It was Friday night and I was finishing up my workout routine. Post-workout I needed a meal, dinner. I decided that I was going to eat out while sticking to my meal plan. After going through the usual process of trying to figuring out where to eat I settled on KFC. I was impressed, I don't think that I have ever had chicken that tasted that good. I immediately knew that Yum! Brands (YUM) would be to me what Coca-Cola (KO) is to Warren Buffett.
Fast forward to today, Yum! Brands recently released its second-quarter S.E.C. filing.
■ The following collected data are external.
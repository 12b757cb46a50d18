//! LlmProvider trait definition.
//!
//! This is the core abstraction that generative model backends implement.
//! Uses RPITIT for `generate`; see `box_provider` for dynamic dispatch.

use codesensei_types::llm::{GenerateRequest, GenerateResponse, LlmError};

/// Trait for generative model backends (Gemini today).
///
/// Implementations live in codesensei-infra (e.g., `GeminiProvider`).
/// A single blocking-style call per request: no streaming, no retry.
pub trait LlmProvider: Send + Sync {
    /// Human-readable provider name (e.g., "gemini").
    fn name(&self) -> &str;

    /// Send the assembled conversation and receive the reply text.
    fn generate(
        &self,
        request: &GenerateRequest,
    ) -> impl std::future::Future<Output = Result<GenerateResponse, LlmError>> + Send;
}
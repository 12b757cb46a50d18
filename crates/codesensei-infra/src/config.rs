//! Configuration loader for CodeSensei.
//!
//! Reads `config.toml` (from `--config` or the data directory) into
//! [`SenseiConfig`], falling back to defaults when the file is missing or
//! malformed, then layers environment overrides on top.

use std::path::{Path, PathBuf};

use secrecy::SecretString;

use codesensei_types::config::{SenseiConfig, StoreBackend};

/// Environment variable holding the Gemini API key.
pub const GEMINI_API_KEY_ENV: &str = "GEMINI_API_KEY";

/// Resolve the data directory.
///
/// `CODESENSEI_DATA_DIR` wins; otherwise `~/.codesensei`.
pub fn data_dir() -> PathBuf {
    if let Some(dir) = process_env("CODESENSEI_DATA_DIR") {
        return PathBuf::from(dir);
    }
    dirs::home_dir()
        .unwrap_or_else(|| PathBuf::from("."))
        .join(".codesensei")
}

/// Default location of the config file inside `data_dir`.
pub fn default_config_path(data_dir: &Path) -> PathBuf {
    data_dir.join("config.toml")
}

/// Load configuration from `config_path`.
///
/// - Missing file: returns [`SenseiConfig::default()`].
/// - Unreadable or unparsable file: logs a warning and returns the default.
pub async fn load_config(config_path: &Path) -> SenseiConfig {
    let content = match tokio::fs::read_to_string(config_path).await {
        Ok(content) => content,
        Err(err) if err.kind() == std::io::ErrorKind::NotFound => {
            tracing::debug!("No config file at {}, using defaults", config_path.display());
            return SenseiConfig::default();
        }
        Err(err) => {
            tracing::warn!("Failed to read {}: {err}, using defaults", config_path.display());
            return SenseiConfig::default();
        }
    };

    match toml::from_str::<SenseiConfig>(&content) {
        Ok(config) => config,
        Err(err) => {
            tracing::warn!(
                "Failed to parse {}: {err}, using defaults",
                config_path.display()
            );
            SenseiConfig::default()
        }
    }
}

/// Apply environment overrides on top of file configuration.
///
/// `env` is a lookup function so tests need not touch the process
/// environment; pass [`process_env`] in production.
pub fn apply_env_overrides(config: &mut SenseiConfig, env: impl Fn(&str) -> Option<String>) {
    if let Some(model) = env("GEMINI_MODEL") {
        config.gemini.model = model;
    }
    if let Some(project) = env("FIREBASE_PROJECT_ID") {
        config.firebase.project_id = Some(project);
    }
    if let Some(path) = env("GOOGLE_APPLICATION_CREDENTIALS") {
        config.store.credentials_path = Some(path);
    }
    if let Some(host) = env("FIRESTORE_EMULATOR_HOST") {
        config.store.emulator_host = Some(host);
    }
    if let Some(backend) = env("CODESENSEI_STORE") {
        match backend.parse::<StoreBackend>() {
            Ok(backend) => config.store.backend = backend,
            Err(err) => tracing::warn!("Ignoring CODESENSEI_STORE: {err}"),
        }
    }
    if let Some(origins) = env("CODESENSEI_ALLOWED_ORIGINS") {
        config.server.allowed_origins = origins
            .split(',')
            .map(str::trim)
            .filter(|o| !o.is_empty())
            .map(str::to_string)
            .collect();
    }
}

/// The Gemini API key, if set.
pub fn gemini_api_key(env: impl Fn(&str) -> Option<String>) -> Option<SecretString> {
    env(GEMINI_API_KEY_ENV).map(SecretString::from)
}

/// Read a non-empty environment variable.
pub fn process_env(name: &str) -> Option<String> {
    std::env::var(name).ok().filter(|v| !v.trim().is_empty())
}

/// SQLite database file: the configured path or `<data dir>/codesensei.db`.
pub fn sqlite_path(config: &SenseiConfig, data_dir: &Path) -> PathBuf {
    config
        .store
        .sqlite_path
        .as_deref()
        .map(PathBuf::from)
        .unwrap_or_else(|| data_dir.join("codesensei.db"))
}
//! Application error type mapping to HTTP status codes and JSON bodies.

use axum::Json;
use axum::http::StatusCode;
use axum::response::{IntoResponse, Response};
use serde_json::json;

use codesensei_core::chat::service::ChatError;
use codesensei_types::error::AuthError;

/// Application-level error that maps to HTTP responses.
#[derive(Debug)]
pub enum AppError {
    /// Missing or rejected bearer token. The detail is logged, never returned.
    Unauthorized(String),
    /// Malformed request.
    Validation(String),
    /// Failure in a session route.
    Internal(String),
    /// Failure during a chat round trip.
    Chat(String),
}

impl From<AuthError> for AppError {
    fn from(e: AuthError) -> Self {
        AppError::Unauthorized(e.to_string())
    }
}

impl From<ChatError> for AppError {
    fn from(e: ChatError) -> Self {
        AppError::Internal(e.to_string())
    }
}

impl IntoResponse for AppError {
    fn into_response(self) -> Response {
        let (status, body) = match self {
            AppError::Unauthorized(detail) => {
                tracing::warn!(%detail, "Rejected unauthenticated request");
                (StatusCode::UNAUTHORIZED, json!({ "error": "Unauthorized" }))
            }
            AppError::Validation(msg) => (StatusCode::BAD_REQUEST, json!({ "error": msg })),
            AppError::Internal(msg) => {
                tracing::error!(error = %msg, "Request failed");
                (StatusCode::INTERNAL_SERVER_ERROR, json!({ "error": msg }))
            }
            AppError::Chat(msg) => {
                tracing::error!(error = %msg, "Chat request failed");
                (
                    StatusCode::INTERNAL_SERVER_ERROR,
                    json!({ "error": "An error occurred.", "details": msg }),
                )
            }
        };

        (status, Json(body)).into_response()
    }
}
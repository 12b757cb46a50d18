//! Database pool with split reader/writer connections in WAL mode.
//!
//! SQLite allows only one writer at a time, so writes go through a
//! single-connection pool while reads share a small multi-connection pool.

use std::path::Path;
use std::str::FromStr;
use std::time::Duration;

use sqlx::sqlite::{SqliteConnectOptions, SqliteJournalMode, SqlitePool, SqlitePoolOptions};

/// Split read/write pool for SQLite with WAL mode.
///
/// - `reader`: Multi-connection pool (up to 8) for concurrent SELECT queries.
/// - `writer`: Single-connection pool for serialized INSERT/DELETE.
#[derive(Clone)]
pub struct DatabasePool {
    pub reader: SqlitePool,
    pub writer: SqlitePool,
}

impl DatabasePool {
    /// Open (creating if missing) the database and run migrations.
    pub async fn new(database_url: &str) -> Result<Self, sqlx::Error> {
        let base_opts = SqliteConnectOptions::from_str(database_url)?
            .journal_mode(SqliteJournalMode::Wal)
            .busy_timeout(Duration::from_secs(5))
            .create_if_missing(true);

        let read_opts = base_opts.clone().read_only(true);

        let writer = SqlitePoolOptions::new()
            .max_connections(1)
            .connect_with(base_opts)
            .await?;

        // The reader pool is read-only, so the schema must exist first.
        sqlx::migrate!("../../migrations").run(&writer).await?;

        let reader = SqlitePoolOptions::new()
            .max_connections(8)
            .connect_with(read_opts)
            .await?;

        Ok(Self { reader, writer })
    }
}

/// Build a `sqlite://` URL for a database file path.
pub fn database_url(path: &Path) -> String {
    format!("sqlite://{}?mode=rwc", path.display())
}
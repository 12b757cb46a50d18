//! Shared domain types for CodeSensei.
//!
//! Chat sessions and messages, authenticated identities, persona modes,
//! model-facing conversation turns, configuration, and the error types
//! shared by every layer.
//!
//! Zero infrastructure dependencies -- only serde, chrono, thiserror.

pub mod chat;
pub mod config;
pub mod error;
pub mod identity;
pub mod llm;
pub mod mode;
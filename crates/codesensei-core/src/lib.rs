//! Business logic and port trait definitions for CodeSensei.
//!
//! This crate defines the "ports" (store, model, and token-verifier traits)
//! that the infrastructure layer implements, plus the chat orchestration and
//! prompt assembly built on top of them. It depends only on
//! `codesensei-types` -- never on `codesensei-infra` or any I/O crate.

pub mod auth;
pub mod chat;
pub mod llm;
pub mod prompt;
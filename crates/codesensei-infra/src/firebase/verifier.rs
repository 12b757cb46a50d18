//! FirebaseTokenVerifier -- concrete [`TokenVerifier`] for Firebase ID tokens.
//!
//! Tokens are RS256 JWTs signed by Google's `securetoken` service account.
//! Public keys come from a JWK set that is fetched over HTTP and cached for a
//! fixed TTL; a static key set can be supplied instead (emulators, tests).
//! Only key material is cached. Every token is fully verified on every call.

use std::collections::HashMap;
use std::str::FromStr;
use std::time::{Duration, Instant};

use base64::Engine;
use jsonwebtoken::{Algorithm, DecodingKey, Validation};
use parking_lot::RwLock;
use reqwest::StatusCode;
use serde::{Deserialize, Serialize};
use serde_json::Value;
use tracing::debug;

use codesensei_core::auth::verifier::TokenVerifier;
use codesensei_types::config::FirebaseConfig;
use codesensei_types::error::AuthError;
use codesensei_types::identity::UserIdentity;

/// Clock skew tolerated on `exp`, `nbf` and `iat`.
const LEEWAY_SECS: u64 = 60;

/// Minimum gap between forced refreshes triggered by an unknown `kid`.
const MIN_FORCED_REFRESH: Duration = Duration::from_secs(30);

/// One entry of a JSON Web Key Set.
#[derive(Clone, Debug, Serialize, Deserialize)]
pub struct Jwk {
    pub kid: String,
    #[serde(default)]
    pub alg: Option<String>,
    #[serde(default)]
    pub kty: String,
    #[serde(default)]
    pub n: Option<String>,
    #[serde(default)]
    pub e: Option<String>,
    #[serde(default)]
    pub k: Option<String>,
}

#[derive(Deserialize)]
struct JwkSet {
    keys: Vec<Jwk>,
}

/// Where signing keys come from.
#[derive(Clone, Debug)]
pub enum JwkSource {
    Static(Vec<Jwk>),
    Http { uri: String, cache_ttl: Duration },
}

/// Verification settings for one Firebase project.
#[derive(Clone, Debug)]
pub struct FirebaseVerifierConfig {
    pub issuer: String,
    pub audience: String,
    pub key_source: JwkSource,
    pub algorithms: Vec<Algorithm>,
}

impl FirebaseVerifierConfig {
    /// Settings for `project_id` using Google's published key set.
    pub fn for_project(project_id: &str) -> Self {
        let defaults = FirebaseConfig::default();
        Self {
            issuer: format!("https://securetoken.google.com/{project_id}"),
            audience: project_id.to_string(),
            key_source: JwkSource::Http {
                uri: defaults.jwks_uri,
                cache_ttl: Duration::from_secs(defaults.jwks_cache_ttl_secs),
            },
            algorithms: vec![Algorithm::RS256],
        }
    }

    /// Settings from the `[firebase]` config table.
    pub fn from_config(config: &FirebaseConfig) -> Result<Self, AuthError> {
        let project_id = config.project_id.as_deref().ok_or_else(|| {
            AuthError::KeySource("firebase.project_id is not configured".to_string())
        })?;
        Ok(Self::for_project(project_id)
            .jwks_uri_with_ttl(&config.jwks_uri, Duration::from_secs(config.jwks_cache_ttl_secs)))
    }

    pub fn static_keys(mut self, keys: Vec<Jwk>) -> Self {
        self.key_source = JwkSource::Static(keys);
        self
    }

    pub fn jwks_uri_with_ttl(mut self, uri: impl Into<String>, ttl: Duration) -> Self {
        self.key_source = JwkSource::Http {
            uri: uri.into(),
            cache_ttl: ttl,
        };
        self
    }

    pub fn algorithms(mut self, algorithms: Vec<Algorithm>) -> Self {
        self.algorithms = algorithms;
        self
    }
}

struct CachedKeys {
    keys: HashMap<String, Jwk>,
    fetched_at: Instant,
    expires_at: Option<Instant>,
}

/// Verifies Firebase ID tokens against a cached JWK set.
pub struct FirebaseTokenVerifier {
    config: FirebaseVerifierConfig,
    client: reqwest::Client,
    cache: RwLock<Option<CachedKeys>>,
}

impl FirebaseTokenVerifier {
    pub fn new(config: FirebaseVerifierConfig) -> Result<Self, AuthError> {
        let client = reqwest::Client::builder()
            .timeout(Duration::from_secs(10))
            .build()
            .map_err(|e| AuthError::KeySource(format!("failed to build HTTP client: {e}")))?;

        Ok(Self {
            config,
            client,
            cache: RwLock::new(None),
        })
    }

    fn cached_key(&self, kid: &str) -> Option<Jwk> {
        self.cache
            .read()
            .as_ref()
            .and_then(|cache| cache.keys.get(kid).cloned())
    }

    fn cache_expired(&self) -> bool {
        match self.cache.read().as_ref() {
            Some(cache) => cache.expires_at.is_some_and(|expiry| expiry <= Instant::now()),
            None => true,
        }
    }

    fn may_force_refresh(&self) -> bool {
        if !matches!(self.config.key_source, JwkSource::Http { .. }) {
            return false;
        }
        match self.cache.read().as_ref() {
            Some(cache) => cache.fetched_at.elapsed() >= MIN_FORCED_REFRESH,
            None => true,
        }
    }

    async fn refresh(&self) -> Result<(), AuthError> {
        let fresh = match &self.config.key_source {
            JwkSource::Static(keys) => CachedKeys {
                keys: keys.iter().map(|k| (k.kid.clone(), k.clone())).collect(),
                fetched_at: Instant::now(),
                expires_at: None,
            },
            JwkSource::Http { uri, cache_ttl } => {
                let response = self
                    .client
                    .get(uri)
                    .send()
                    .await
                    .map_err(|e| AuthError::KeySource(format!("jwks fetch error: {e}")))?;
                if response.status() != StatusCode::OK {
                    return Err(AuthError::KeySource(format!(
                        "jwks fetch status: {}",
                        response.status()
                    )));
                }
                let body: JwkSet = response
                    .json()
                    .await
                    .map_err(|e| AuthError::KeySource(format!("jwks decode error: {e}")))?;
                debug!(uri = %uri, keys = body.keys.len(), "refreshed signing keys");
                CachedKeys {
                    keys: body.keys.into_iter().map(|k| (k.kid.clone(), k)).collect(),
                    fetched_at: Instant::now(),
                    expires_at: Some(Instant::now() + *cache_ttl),
                }
            }
        };

        *self.cache.write() = Some(fresh);
        Ok(())
    }

    /// Find the key for `kid`, refreshing on expiry and once on a miss.
    async fn signing_key(&self, kid: &str) -> Result<Jwk, AuthError> {
        if self.cache_expired() {
            self.refresh().await?;
        }
        if let Some(jwk) = self.cached_key(kid) {
            return Ok(jwk);
        }
        // Keys rotate; an unknown kid may be newer than the cached set.
        if self.may_force_refresh() {
            self.refresh().await?;
            if let Some(jwk) = self.cached_key(kid) {
                return Ok(jwk);
            }
        }
        Err(AuthError::InvalidToken(format!("no signing key matches kid {kid}")))
    }

    fn check_algorithm(&self, header_alg: Algorithm, jwk: &Jwk) -> Result<(), AuthError> {
        if !self.config.algorithms.contains(&header_alg) {
            return Err(AuthError::InvalidToken(format!(
                "algorithm {header_alg:?} not allowed"
            )));
        }
        if let Some(alg) = jwk.alg.as_deref() {
            let key_alg = Algorithm::from_str(alg)
                .map_err(|_| AuthError::KeySource(format!("unsupported jwk algorithm: {alg}")))?;
            if key_alg != header_alg {
                return Err(AuthError::InvalidToken(format!(
                    "token algorithm {header_alg:?} does not match key algorithm {alg}"
                )));
            }
        }
        Ok(())
    }

    fn validation(&self, alg: Algorithm) -> Validation {
        let mut validation = Validation::new(alg);
        validation.set_required_spec_claims(&["exp", "sub", "iss", "aud"]);
        validation.validate_nbf = true;
        validation.leeway = LEEWAY_SECS;
        validation.set_issuer(std::slice::from_ref(&self.config.issuer));
        validation.set_audience(std::slice::from_ref(&self.config.audience));
        validation
    }
}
I'm going to take you through some of the filing while giving you some insight and finally I will share my investment opinion.
My rough estimate of second-quarter revenue was for $3.05B. Yum reported revenue of $3.17B, beating my estimate. Book value came in at $2.1B, a decrease from the first quarter. The firm continued to report high-quality earnings while using some of its cash to pay investors. As a result current assets declined. Goodwill increased by over $300M as the firm acquired Little Sheep Group Limited. Add to that, revenue from China increased over $700M in the quarter compared with the year-ago quarter.
Legal proceedings are not expected to have a materially adverse impact on the consolidated financial statements.
I like the long-term prospects for Yum! Brands. Revenue-share is growing, the valuations aren't extravagant and I like the firm's position in China. Here is the problem, shares of the stock are in a down trend the broader market is due for a tumble. If you can stomach a decline in equity Yum! Brands should be under accumulation. My investors, and myself, don't like to see losses piling up in my account and thus I am holding off on accumulating shares of Yum! Brands.